:: Task item ::
From the entries, return every line where the string "InvocationSite" shows up.

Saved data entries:

_ _ _ _

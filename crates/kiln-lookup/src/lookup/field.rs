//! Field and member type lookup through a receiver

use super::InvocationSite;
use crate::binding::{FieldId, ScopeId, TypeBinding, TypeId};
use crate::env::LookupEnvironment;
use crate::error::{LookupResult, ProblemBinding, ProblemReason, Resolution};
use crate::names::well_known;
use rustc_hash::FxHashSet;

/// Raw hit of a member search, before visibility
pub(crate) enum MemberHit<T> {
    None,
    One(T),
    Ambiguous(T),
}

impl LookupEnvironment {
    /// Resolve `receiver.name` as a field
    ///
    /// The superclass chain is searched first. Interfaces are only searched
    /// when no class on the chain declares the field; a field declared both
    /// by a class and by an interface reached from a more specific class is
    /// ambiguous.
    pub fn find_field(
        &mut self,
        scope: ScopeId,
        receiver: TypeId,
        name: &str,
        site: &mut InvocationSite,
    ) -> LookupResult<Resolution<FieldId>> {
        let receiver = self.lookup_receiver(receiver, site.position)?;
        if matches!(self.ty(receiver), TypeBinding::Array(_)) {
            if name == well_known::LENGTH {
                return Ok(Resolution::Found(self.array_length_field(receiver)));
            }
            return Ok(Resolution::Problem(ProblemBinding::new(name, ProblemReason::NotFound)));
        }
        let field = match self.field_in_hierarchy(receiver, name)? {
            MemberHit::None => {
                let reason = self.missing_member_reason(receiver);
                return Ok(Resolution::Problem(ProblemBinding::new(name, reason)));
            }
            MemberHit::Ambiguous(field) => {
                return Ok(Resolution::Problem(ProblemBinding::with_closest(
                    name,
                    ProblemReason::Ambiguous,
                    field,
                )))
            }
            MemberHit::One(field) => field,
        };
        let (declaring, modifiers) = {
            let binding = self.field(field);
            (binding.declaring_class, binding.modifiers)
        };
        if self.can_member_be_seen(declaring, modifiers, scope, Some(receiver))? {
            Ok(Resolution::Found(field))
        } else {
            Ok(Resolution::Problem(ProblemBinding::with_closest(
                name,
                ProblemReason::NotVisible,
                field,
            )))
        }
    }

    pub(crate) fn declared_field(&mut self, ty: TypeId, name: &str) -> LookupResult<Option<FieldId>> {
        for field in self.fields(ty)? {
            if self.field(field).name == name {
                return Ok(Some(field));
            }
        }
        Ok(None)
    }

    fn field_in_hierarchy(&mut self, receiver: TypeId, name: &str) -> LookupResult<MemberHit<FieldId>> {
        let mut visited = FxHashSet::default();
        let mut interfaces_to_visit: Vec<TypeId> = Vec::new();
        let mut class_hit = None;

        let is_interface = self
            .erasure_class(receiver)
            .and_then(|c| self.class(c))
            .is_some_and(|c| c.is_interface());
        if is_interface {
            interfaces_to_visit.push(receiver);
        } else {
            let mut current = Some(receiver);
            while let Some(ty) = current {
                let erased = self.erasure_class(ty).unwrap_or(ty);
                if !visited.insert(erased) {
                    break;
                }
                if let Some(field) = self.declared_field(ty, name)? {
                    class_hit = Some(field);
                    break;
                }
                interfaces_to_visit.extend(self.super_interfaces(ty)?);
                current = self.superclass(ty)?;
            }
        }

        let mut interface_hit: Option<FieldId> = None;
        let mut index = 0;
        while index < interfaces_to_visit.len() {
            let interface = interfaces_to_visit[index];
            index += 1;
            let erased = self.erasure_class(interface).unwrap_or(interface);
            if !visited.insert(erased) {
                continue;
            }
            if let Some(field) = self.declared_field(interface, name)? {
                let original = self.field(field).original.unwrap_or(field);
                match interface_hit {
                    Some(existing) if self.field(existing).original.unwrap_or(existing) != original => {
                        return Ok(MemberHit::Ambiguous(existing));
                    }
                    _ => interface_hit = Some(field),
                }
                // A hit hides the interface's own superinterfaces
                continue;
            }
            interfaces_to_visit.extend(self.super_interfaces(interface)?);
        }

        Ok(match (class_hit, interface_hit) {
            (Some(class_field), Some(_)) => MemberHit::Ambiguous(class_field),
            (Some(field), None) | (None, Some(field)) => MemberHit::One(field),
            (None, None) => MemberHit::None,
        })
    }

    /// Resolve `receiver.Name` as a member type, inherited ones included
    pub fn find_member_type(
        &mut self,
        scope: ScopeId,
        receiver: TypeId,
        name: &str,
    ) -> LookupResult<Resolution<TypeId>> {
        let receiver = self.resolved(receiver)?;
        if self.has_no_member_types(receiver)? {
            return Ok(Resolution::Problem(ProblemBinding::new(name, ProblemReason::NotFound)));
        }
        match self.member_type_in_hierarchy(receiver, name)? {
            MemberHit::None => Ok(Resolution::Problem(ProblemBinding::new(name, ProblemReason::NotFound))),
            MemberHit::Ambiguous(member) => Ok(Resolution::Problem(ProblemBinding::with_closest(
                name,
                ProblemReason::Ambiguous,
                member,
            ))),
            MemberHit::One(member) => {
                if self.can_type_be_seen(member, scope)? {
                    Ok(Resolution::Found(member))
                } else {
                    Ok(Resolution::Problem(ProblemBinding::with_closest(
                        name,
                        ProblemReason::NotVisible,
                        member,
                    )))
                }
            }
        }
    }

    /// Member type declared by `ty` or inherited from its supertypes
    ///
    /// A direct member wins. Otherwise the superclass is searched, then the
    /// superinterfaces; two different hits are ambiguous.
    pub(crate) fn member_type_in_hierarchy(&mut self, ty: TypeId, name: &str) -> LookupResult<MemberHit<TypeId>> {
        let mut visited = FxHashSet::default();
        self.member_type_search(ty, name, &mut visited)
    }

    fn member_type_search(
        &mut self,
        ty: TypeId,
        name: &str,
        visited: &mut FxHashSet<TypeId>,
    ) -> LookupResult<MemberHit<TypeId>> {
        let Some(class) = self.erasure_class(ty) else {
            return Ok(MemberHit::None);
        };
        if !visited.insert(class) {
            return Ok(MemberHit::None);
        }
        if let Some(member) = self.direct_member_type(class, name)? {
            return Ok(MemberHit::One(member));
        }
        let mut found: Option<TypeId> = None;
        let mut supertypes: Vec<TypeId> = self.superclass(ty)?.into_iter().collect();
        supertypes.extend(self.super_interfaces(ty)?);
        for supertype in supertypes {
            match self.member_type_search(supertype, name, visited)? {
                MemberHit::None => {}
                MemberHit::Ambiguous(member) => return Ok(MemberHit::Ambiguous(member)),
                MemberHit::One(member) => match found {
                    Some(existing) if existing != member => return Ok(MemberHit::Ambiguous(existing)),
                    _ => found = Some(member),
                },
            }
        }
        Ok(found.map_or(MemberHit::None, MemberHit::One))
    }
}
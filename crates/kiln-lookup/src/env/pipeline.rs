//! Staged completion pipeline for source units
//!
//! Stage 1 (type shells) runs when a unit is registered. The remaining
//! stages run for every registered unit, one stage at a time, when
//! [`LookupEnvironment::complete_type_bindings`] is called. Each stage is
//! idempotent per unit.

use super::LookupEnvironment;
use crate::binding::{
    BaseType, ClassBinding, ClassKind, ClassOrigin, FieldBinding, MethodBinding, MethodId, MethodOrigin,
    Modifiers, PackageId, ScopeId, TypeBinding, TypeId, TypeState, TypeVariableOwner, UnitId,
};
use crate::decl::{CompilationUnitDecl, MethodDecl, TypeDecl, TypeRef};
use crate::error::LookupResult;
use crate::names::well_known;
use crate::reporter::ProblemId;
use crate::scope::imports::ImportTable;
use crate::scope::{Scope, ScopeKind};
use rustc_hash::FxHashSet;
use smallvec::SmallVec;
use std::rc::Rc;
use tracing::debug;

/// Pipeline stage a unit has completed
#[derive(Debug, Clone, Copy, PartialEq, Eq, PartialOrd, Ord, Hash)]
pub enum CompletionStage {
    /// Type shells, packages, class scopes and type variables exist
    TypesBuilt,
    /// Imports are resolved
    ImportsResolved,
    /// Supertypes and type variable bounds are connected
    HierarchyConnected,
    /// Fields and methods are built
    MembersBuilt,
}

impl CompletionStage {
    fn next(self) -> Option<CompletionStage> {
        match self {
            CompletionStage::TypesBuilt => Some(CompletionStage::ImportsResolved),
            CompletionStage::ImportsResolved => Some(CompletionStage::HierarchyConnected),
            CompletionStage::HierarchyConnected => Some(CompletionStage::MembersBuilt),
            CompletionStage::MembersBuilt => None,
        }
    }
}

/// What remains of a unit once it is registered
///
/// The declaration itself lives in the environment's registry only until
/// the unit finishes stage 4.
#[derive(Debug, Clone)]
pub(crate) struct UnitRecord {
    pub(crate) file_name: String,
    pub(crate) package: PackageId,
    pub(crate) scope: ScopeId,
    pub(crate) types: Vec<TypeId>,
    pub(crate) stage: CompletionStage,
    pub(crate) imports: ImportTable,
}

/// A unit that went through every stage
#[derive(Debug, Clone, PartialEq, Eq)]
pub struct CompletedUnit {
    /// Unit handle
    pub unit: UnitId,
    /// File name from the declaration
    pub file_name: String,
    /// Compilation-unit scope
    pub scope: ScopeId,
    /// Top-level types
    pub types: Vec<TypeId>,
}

_ _ _ _

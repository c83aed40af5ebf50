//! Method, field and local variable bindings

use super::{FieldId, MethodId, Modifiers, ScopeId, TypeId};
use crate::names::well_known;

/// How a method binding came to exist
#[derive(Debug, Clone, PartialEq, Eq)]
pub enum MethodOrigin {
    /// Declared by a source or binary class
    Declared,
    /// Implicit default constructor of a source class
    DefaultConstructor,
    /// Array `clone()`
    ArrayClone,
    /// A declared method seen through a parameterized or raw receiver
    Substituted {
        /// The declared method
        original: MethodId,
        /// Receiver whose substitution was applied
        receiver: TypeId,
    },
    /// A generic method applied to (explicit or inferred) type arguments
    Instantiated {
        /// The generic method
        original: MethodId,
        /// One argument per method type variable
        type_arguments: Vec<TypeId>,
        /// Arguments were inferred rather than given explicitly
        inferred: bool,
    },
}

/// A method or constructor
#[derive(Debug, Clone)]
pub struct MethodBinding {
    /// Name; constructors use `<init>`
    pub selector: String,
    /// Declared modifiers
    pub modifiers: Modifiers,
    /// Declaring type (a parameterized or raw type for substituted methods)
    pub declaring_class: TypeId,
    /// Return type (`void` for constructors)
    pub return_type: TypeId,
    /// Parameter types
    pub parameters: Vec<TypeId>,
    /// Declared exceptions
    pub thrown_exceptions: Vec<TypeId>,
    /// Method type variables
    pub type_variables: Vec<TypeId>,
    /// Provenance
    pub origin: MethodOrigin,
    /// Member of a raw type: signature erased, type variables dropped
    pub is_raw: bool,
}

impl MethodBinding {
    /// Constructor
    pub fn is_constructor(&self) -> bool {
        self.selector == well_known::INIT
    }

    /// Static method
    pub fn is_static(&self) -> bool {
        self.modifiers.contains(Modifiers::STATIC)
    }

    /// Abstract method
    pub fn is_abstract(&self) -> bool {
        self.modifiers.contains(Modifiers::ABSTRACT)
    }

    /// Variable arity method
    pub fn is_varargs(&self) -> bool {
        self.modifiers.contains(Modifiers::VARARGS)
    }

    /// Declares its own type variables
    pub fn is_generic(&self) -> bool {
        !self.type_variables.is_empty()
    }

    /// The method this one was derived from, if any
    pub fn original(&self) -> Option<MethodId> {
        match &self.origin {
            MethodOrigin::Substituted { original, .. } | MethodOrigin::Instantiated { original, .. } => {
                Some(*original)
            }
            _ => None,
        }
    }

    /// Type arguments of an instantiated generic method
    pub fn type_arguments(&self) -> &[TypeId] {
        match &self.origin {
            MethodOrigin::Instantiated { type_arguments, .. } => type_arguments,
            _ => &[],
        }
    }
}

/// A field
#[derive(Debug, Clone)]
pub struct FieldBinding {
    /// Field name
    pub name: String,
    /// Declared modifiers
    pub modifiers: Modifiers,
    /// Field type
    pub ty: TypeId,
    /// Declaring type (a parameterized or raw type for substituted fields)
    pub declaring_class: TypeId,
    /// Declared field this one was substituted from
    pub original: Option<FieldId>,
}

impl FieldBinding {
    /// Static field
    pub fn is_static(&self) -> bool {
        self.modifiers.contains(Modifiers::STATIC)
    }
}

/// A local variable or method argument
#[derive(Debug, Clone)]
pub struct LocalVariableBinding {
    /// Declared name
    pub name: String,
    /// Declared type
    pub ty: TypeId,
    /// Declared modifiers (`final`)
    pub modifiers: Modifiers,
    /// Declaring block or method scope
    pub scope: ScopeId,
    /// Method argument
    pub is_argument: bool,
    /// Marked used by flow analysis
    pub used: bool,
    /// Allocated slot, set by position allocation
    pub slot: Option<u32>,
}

_ _ _ _

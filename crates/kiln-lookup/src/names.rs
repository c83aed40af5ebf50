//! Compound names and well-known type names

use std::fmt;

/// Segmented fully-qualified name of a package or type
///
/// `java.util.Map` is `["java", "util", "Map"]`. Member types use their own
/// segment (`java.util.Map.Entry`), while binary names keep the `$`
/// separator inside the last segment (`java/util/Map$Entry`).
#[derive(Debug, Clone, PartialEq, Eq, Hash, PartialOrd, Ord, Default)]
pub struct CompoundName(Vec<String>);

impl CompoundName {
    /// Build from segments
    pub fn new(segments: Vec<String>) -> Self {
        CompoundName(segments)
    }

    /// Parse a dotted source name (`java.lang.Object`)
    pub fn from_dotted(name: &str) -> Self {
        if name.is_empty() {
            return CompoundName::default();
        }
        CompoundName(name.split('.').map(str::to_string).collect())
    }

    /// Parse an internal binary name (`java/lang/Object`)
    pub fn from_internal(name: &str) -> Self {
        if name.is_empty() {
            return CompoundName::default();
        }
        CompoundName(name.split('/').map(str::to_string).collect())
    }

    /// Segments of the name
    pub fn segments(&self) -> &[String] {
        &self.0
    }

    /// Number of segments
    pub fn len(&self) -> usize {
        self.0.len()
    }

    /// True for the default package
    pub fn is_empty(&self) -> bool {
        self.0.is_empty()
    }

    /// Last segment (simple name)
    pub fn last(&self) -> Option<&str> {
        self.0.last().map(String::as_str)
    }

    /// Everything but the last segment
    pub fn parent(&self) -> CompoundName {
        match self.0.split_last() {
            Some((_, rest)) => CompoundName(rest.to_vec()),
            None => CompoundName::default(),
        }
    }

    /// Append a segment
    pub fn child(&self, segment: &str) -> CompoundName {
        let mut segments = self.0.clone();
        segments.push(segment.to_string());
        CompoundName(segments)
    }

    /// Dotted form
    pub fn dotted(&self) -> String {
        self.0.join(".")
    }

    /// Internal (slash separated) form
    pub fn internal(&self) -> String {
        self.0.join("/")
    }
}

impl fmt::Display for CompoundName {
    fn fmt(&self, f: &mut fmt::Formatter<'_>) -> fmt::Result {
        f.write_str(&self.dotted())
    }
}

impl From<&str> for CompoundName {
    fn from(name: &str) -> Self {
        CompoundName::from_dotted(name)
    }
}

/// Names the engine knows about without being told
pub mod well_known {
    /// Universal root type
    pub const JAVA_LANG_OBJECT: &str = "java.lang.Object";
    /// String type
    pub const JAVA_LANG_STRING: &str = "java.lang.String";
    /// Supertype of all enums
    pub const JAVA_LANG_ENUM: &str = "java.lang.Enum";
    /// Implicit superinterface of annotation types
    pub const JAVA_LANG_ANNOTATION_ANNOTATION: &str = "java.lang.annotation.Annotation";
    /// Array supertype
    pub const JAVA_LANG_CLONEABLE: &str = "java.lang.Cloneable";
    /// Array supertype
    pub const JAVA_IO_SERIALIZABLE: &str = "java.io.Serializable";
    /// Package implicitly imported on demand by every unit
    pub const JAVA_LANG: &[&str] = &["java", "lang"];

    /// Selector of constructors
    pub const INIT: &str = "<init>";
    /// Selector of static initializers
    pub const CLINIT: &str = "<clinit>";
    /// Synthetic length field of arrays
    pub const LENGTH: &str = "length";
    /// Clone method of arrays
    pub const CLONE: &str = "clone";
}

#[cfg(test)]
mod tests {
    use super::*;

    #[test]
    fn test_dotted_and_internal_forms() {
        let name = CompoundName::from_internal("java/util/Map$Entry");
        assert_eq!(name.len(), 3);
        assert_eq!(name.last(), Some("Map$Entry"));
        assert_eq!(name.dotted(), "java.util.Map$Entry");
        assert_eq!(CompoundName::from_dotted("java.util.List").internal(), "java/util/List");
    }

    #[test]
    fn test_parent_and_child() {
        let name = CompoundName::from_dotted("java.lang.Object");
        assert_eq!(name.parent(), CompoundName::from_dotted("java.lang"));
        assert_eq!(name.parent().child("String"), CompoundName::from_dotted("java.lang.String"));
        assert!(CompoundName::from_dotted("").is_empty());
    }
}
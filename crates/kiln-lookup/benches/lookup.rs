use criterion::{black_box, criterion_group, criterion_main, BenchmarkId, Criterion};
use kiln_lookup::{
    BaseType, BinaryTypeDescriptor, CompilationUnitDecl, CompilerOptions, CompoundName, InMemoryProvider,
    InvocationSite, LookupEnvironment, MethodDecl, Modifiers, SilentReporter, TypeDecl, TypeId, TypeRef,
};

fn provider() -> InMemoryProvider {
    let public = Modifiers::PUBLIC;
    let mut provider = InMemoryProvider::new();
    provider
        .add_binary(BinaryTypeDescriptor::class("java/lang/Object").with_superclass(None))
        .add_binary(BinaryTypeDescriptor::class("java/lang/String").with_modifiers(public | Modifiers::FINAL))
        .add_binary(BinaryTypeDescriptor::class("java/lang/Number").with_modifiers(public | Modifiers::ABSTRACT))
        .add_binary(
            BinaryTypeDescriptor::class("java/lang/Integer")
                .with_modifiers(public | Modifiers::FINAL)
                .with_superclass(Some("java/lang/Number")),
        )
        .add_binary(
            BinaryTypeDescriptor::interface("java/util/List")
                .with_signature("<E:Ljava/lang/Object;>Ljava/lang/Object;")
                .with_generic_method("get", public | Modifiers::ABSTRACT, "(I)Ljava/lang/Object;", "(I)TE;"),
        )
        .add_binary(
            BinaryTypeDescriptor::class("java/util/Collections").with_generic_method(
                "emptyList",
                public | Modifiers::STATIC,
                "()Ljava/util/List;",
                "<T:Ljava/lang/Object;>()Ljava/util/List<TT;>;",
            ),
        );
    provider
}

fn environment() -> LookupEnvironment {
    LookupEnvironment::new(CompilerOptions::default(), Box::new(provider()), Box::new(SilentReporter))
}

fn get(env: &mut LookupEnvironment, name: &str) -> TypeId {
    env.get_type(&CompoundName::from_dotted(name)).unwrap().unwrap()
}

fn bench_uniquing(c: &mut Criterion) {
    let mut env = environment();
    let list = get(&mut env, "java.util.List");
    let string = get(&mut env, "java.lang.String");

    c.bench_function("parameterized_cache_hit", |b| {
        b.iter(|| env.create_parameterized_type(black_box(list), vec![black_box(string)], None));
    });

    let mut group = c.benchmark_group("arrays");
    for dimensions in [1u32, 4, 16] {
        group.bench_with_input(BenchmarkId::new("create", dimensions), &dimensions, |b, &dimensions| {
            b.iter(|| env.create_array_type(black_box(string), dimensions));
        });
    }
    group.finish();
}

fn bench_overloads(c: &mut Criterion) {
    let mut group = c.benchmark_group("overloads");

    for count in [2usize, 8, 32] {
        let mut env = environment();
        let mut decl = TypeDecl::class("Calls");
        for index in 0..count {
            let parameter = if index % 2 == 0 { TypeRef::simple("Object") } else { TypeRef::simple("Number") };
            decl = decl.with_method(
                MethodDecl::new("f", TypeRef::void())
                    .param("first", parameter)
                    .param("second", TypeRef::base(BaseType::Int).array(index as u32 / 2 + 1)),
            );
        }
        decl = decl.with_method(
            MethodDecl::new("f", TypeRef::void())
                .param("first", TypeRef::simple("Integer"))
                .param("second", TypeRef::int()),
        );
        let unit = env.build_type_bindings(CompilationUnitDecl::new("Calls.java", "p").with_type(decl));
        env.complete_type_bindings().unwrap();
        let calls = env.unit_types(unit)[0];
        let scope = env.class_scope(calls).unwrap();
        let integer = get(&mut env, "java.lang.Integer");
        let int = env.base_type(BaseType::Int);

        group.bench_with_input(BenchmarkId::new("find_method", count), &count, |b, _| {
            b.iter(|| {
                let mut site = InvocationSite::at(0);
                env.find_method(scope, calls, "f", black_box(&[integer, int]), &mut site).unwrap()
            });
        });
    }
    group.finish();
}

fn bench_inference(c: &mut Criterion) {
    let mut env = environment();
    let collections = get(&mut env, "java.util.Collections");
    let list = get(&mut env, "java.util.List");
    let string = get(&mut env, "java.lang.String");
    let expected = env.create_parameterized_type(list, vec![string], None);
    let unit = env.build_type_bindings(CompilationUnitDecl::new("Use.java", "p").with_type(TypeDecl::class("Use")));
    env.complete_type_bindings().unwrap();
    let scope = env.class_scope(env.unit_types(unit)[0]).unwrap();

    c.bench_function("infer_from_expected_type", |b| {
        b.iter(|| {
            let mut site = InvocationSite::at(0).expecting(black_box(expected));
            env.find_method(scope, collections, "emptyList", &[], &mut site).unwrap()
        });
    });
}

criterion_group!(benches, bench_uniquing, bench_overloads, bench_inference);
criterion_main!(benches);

_ _ _ _

:: Reply ::
use super::InvocationSite;
        site: &mut InvocationSite,
    InvocationSite, LookupEnvironment, MethodDecl, Modifiers, SilentReporter, TypeDecl, TypeId, TypeRef,
                let mut site = InvocationSite::at(0);
            let mut site = InvocationSite::at(0).expecting(black_box(expected));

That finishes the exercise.